Thursday, March 28, 2013

The Most Imaginative Euro Crisis Solutions

We'll start with the obvious (but will be brief on that one as we have covered that in previous articles quite extensively already). However, it can't be left out of a list like this.

ECB unlimited intervention

In principle, the European Central Bank (ECB) could function like most other central banks in the world and function as a 'lender of last resort,' an implicit guarantee that countries that issue their own currency enjoy and which keeps their interest rates much lower compared with many eurozone countries.

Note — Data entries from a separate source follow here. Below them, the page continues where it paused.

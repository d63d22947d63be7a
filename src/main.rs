//! Application entry point
//!
//! Loads configuration, opens the store, prepares the catalog and serves
//! the API until SIGINT or SIGTERM.

use std::sync::Arc;

use dotenvy::dotenv;
use tokio::net::TcpListener;
use tokio::signal;
use tower_http::trace::TraceLayer;
use tracing_subscriber::EnvFilter;

use boostdesk::bootstrap::bootstrap;
use boostdesk::config::Config;
use boostdesk::database::{AppState, RedbStore};
use boostdesk::route::create_app;

#[tokio::main]
async fn main() -> Result<(), Box<dyn std::error::Error>> {
    // Load environment variables from .env file if it exists
    dotenv().ok();

    tracing_subscriber::fmt()
        .with_env_filter(
            EnvFilter::try_from_default_env()
                .unwrap_or_else(|_| "boostdesk=debug,tower_http=debug".into()),
        )
        .init();

    let config = Config::from_env();
    tracing::info!(?config, "Loaded configuration");

    let store = RedbStore::open(&config.database_url)?;
    let state = AppState::new(Arc::new(store));

    let report = bootstrap(&state.catalog, config.essential_platforms.as_slice())?;
    tracing::info!(?report, "Bootstrap finished");

    let app = create_app(state).layer(TraceLayer::new_for_http());

    let addr = format!("0.0.0.0:{}", config.port);
    let listener = TcpListener::bind(&addr).await?;
    tracing::info!("Server running at http://localhost:{}", config.port);
    tracing::info!("Using database: {}", config.database_url);

    axum::serve(listener, app)
        .with_graceful_shutdown(shutdown_signal())
        .await?;

    Ok(())
}

/// Resolves on SIGINT, or SIGTERM on Unix
async fn shutdown_signal() {
    let ctrl_c = async {
        signal::ctrl_c()
            .await
            .expect("Failed to install Ctrl+C handler");
    };

    #[cfg(unix)]
    let terminate = async {
        signal::unix::signal(signal::unix::SignalKind::terminate())
            .expect("Failed to install signal handler")
            .recv()
            .await;
    };

    #[cfg(not(unix))]
    let terminate = std::future::pending::<()>();

    tokio::select! {
        _ = ctrl_c => {},
        _ = terminate => {},
    }

    tracing::info!("Shutdown signal received, stopping server");
}
//! Key-value storage and table definitions
//!
//! All persisted state lives as JSON blobs under a handful of string keys,
//! the same layout the storefront kept in browser local storage. The
//! embedded redb database provides a single table holding those keys.

use std::collections::HashMap;
use std::sync::{Arc, RwLock};

use redb::{Database, ReadableDatabase, TableDefinition};
use serde::{de::DeserializeOwned, Serialize};

use crate::catalog::CatalogRepository;
use crate::error::{StoreError, StoreResult};
use crate::ledger::OrderLedger;

/// Canonical platform collection
pub const KEY_PLATFORMS: &str = "social_platforms";

/// Deprecated platform collection, merged into [`KEY_PLATFORMS`] and deleted
pub const KEY_LEGACY_PLATFORMS: &str = "platforms";

pub const KEY_SERVICES: &str = "social_services";

/// Order ledger, most recent first
pub const KEY_ORDERS: &str = "dashboard_orders";

pub const KEY_CURRENT_ORDER: &str = "current_order_id";

/// Single key-value table
///
/// Key: storage key (e.g. "social_platforms")
/// Value: JSON document as string
pub const TABLE_KV: TableDefinition<&str, &str> = TableDefinition::new("kv_v1");

/// String key-value store with no transactional guarantees across calls
pub trait KeyValueStore: Send + Sync {
    fn get(&self, key: &str) -> StoreResult<Option<String>>;

    fn set(&self, key: &str, value: &str) -> StoreResult<()>;

    /// Removes `key`, returning whether it existed
    fn remove(&self, key: &str) -> StoreResult<bool>;
}

/// Initializes the embedded database and creates the key-value table
///
/// # Example
///
/// ```no_run
/// # use boostdesk::database::init_db;
/// let db = init_db("data.db").expect("Failed to initialize database");
/// ```
pub fn init_db(db_path: &str) -> Result<Database, redb::Error> {
    let db = Database::create(db_path)?;

    let write_txn = db.begin_write()?;
    {
        write_txn.open_table(TABLE_KV)?;
    }
    write_txn.commit()?;

    Ok(db)
}

/// [`KeyValueStore`] backed by redb, one transaction per call
pub struct RedbStore {
    db: Arc<Database>,
}

impl RedbStore {
    pub fn new(db: Database) -> Self {
        Self { db: Arc::new(db) }
    }

    /// Opens (or creates) the database file at `db_path`
    pub fn open(db_path: &str) -> StoreResult<Self> {
        Ok(Self::new(init_db(db_path)?))
    }
}

impl KeyValueStore for RedbStore {
    fn get(&self, key: &str) -> StoreResult<Option<String>> {
        let read_txn = self.db.begin_read()?;
        let table = read_txn.open_table(TABLE_KV)?;
        let value = table.get(key)?.map(|guard| guard.value().to_string());
        Ok(value)
    }

    fn set(&self, key: &str, value: &str) -> StoreResult<()> {
        let write_txn = self.db.begin_write()?;
        {
            let mut table = write_txn.open_table(TABLE_KV)?;
            table.insert(key, value)?;
        }
        write_txn.commit()?;
        Ok(())
    }

    fn remove(&self, key: &str) -> StoreResult<bool> {
        let write_txn = self.db.begin_write()?;
        let existed = {
            let mut table = write_txn.open_table(TABLE_KV)?;
            let removed = table.remove(key)?;
            removed.is_some()
        };
        write_txn.commit()?;
        Ok(existed)
    }
}

/// In-memory [`KeyValueStore`]
#[derive(Default)]
pub struct MemoryStore {
    entries: RwLock<HashMap<String, String>>,
}

impl MemoryStore {
    pub fn new() -> Self {
        Self::default()
    }
}

impl KeyValueStore for MemoryStore {
    fn get(&self, key: &str) -> StoreResult<Option<String>> {
        Ok(self.entries.read().unwrap().get(key).cloned())
    }

    fn set(&self, key: &str, value: &str) -> StoreResult<()> {
        self.entries
            .write()
            .unwrap()
            .insert(key.to_string(), value.to_string());
        Ok(())
    }

    fn remove(&self, key: &str) -> StoreResult<bool> {
        Ok(self.entries.write().unwrap().remove(key).is_some())
    }
}

/// Reads and parses the JSON value under `key`
///
/// A value that does not parse is reported as [`StoreError::Corrupt`];
/// callers decide whether that is recoverable.
pub fn read_json<T: DeserializeOwned>(store: &dyn KeyValueStore, key: &str) -> StoreResult<Option<T>> {
    match store.get(key)? {
        Some(raw) => serde_json::from_str(&raw)
            .map(Some)
            .map_err(|source| StoreError::Corrupt {
                key: key.to_string(),
                source,
            }),
        None => Ok(None),
    }
}

/// Serializes `value` and writes it under `key`, replacing the previous value
pub fn write_json<T: Serialize + ?Sized>(store: &dyn KeyValueStore, key: &str, value: &T) -> StoreResult<()> {
    let raw = serde_json::to_string(value).map_err(StoreError::Serialize)?;
    store.set(key, &raw)
}

/// Reads a JSON list, treating an absent or corrupt value as empty
pub fn read_list_lenient<T: DeserializeOwned>(store: &dyn KeyValueStore, key: &str) -> StoreResult<Vec<T>> {
    match read_json::<Vec<T>>(store, key) {
        Ok(list) => Ok(list.unwrap_or_default()),
        Err(StoreError::Corrupt { key, source }) => {
            tracing::warn!(%key, error = %source, "Corrupt value in storage, treating as empty");
            Ok(Vec::new())
        }
        Err(err) => Err(err),
    }
}

/// Application state shared across all request handlers
#[derive(Clone)]
pub struct AppState {
    pub catalog: Arc<CatalogRepository>,
    pub ledger: Arc<OrderLedger>,
}

impl AppState {
    /// Builds the catalog and ledger on top of one shared store
    pub fn new(store: Arc<dyn KeyValueStore>) -> Self {
        Self {
            catalog: Arc::new(CatalogRepository::new(store.clone())),
            ledger: Arc::new(OrderLedger::new(store)),
        }
    }
}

Compare for instance the rates paid by the US or Britain versus those of Italy or Spain, while it could be said the public finances of the latter are in many ways in better shape than the former.

(Click charts to expand)

Any massive bond market intervention (or better, an announcement of being 'lender of last resort') would lower Italian bond yields quite dramatically, but here is Bundesbank president Jens Weidmann:

It must not be a lender of last resort for sovereigns because this would violate Article 123 of the EU treaty [prohibiting monetary financing – or central bank funding of governments]. I cannot see how you can ensure the stability of a monetary union by violating its legal provisions. I think the prohibition of monetary financing is very important in ensuring the credibility and independence of the central bank, which allow us to deliver on our primary objective of price stability. This is a very fundamental issue. If we now overstep that mandate, we call into question our own independence. [FT]

Reward Spain

The problem with such intervention is, as Weidmann clearly explains in that FT interview, a problem called 'moral hazard.'

There’s also a risk that you mute the incentives that come from the market. Recent experience has shown that market interest rates do play a role in pushing governments towards reforms. You have seen that in the case of Italy quite clearly. [FT]

There is an ingenious way around this problem, the idea comes from The Economist (blog) and involves rewarding Spain.

Any solution to the euro crisis has to accomplish two goals: prevent a big country like Italy from failing because of illiquidity-turned-insolvency, and maintain the political pressure to reform and adjust.

The article continues noting that Spain has shown quite a bit of resolve, and a new government is likely to continue that, then:

Imagine the ECB were to announce publicly that if the Spanish government continued its reform efforts according to an independent IMF supervision, it would back Spanish debt in full from a certain point in time on

This would give a very positive signal to both Spain and the financial markets. Spain will realize that Europe stands behind it as long as it keeps up its reform efforts and markets will think twice before taking on Spanish bonds again.

And there are important external effects in that all the pressure now shifts on the Italian political system to embark on reforms as well. If they don't deliver, they would be almost solely responsible for wrecking the eurozone. So:

Rewarding Spain might therefore be a strategically clever way to bring Italy's yields under control while sparing German taxpayer money as much as possible (and definitely more so than any limited bond insurance ever will).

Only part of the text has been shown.